* Work order
From the first line of the records below through the line containing "let builder = Builder::new(config, base_path);", copy everything exactly and nothing more.

···

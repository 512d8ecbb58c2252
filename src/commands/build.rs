use crate::{
    BuildArgs,
    build::{BuildOptions, BuildResult, Builder},
    config::Config,
};

pub async fn run(args: &BuildArgs) -> Result<(), anyhow::Error> {
    let config_path = Config::resolve_path(args.config_file.as_deref())?;
    let config = Config::load_from_file(&config_path)?;

    // Get the base path for resolving relative paths
    let base_path = Config::base_path(&config_path);

    let builder = Builder::new(config, base_path);
    let options = BuildOptions {
        clean: args.clean,
        drafts: args.drafts,
        ..Default::default()
    };
    let result = tokio::task::spawn_blocking(move || builder.build(&options)).await??;

    print_summary("Built", &result);
    if !result.is_success() {
        anyhow::bail!("{} post(s) failed to build", result.failures.len());
    }

    Ok(())
}

/// Print what a build wrote, then every post that failed.
pub fn print_summary(verb: &str, result: &BuildResult) {
    println!(
        "{verb} site to {} ({} posts, {} listing pages, {} static files)",
        result.output_dir.display(),
        result.posts,
        result.listings,
        result.static_files
    );
    if result.drafts_skipped > 0 {
        println!(
            "Skipped {} draft(s); pass --drafts to include them",
            result.drafts_skipped
        );
    }
    for failure in &result.failures {
        eprintln!("  failed: {failure}");
    }
}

···

* Your response
repository 512d8ecbb58c2252
filename src/commands/build.rs
use crate::{
    BuildArgs,
    build::{BuildOptions, BuildResult, Builder},
    config::Config,
};

pub async fn run(args: &BuildArgs) -> Result<(), anyhow::Error> {
    let config_path = Config::resolve_path(args.config_file.as_deref())?;
    let config = Config::load_from_file(&config_path)?;

    // Get the base path for resolving relative paths
    let base_path = Config::base_path(&config_path);

    let builder = Builder::new(config, base_path);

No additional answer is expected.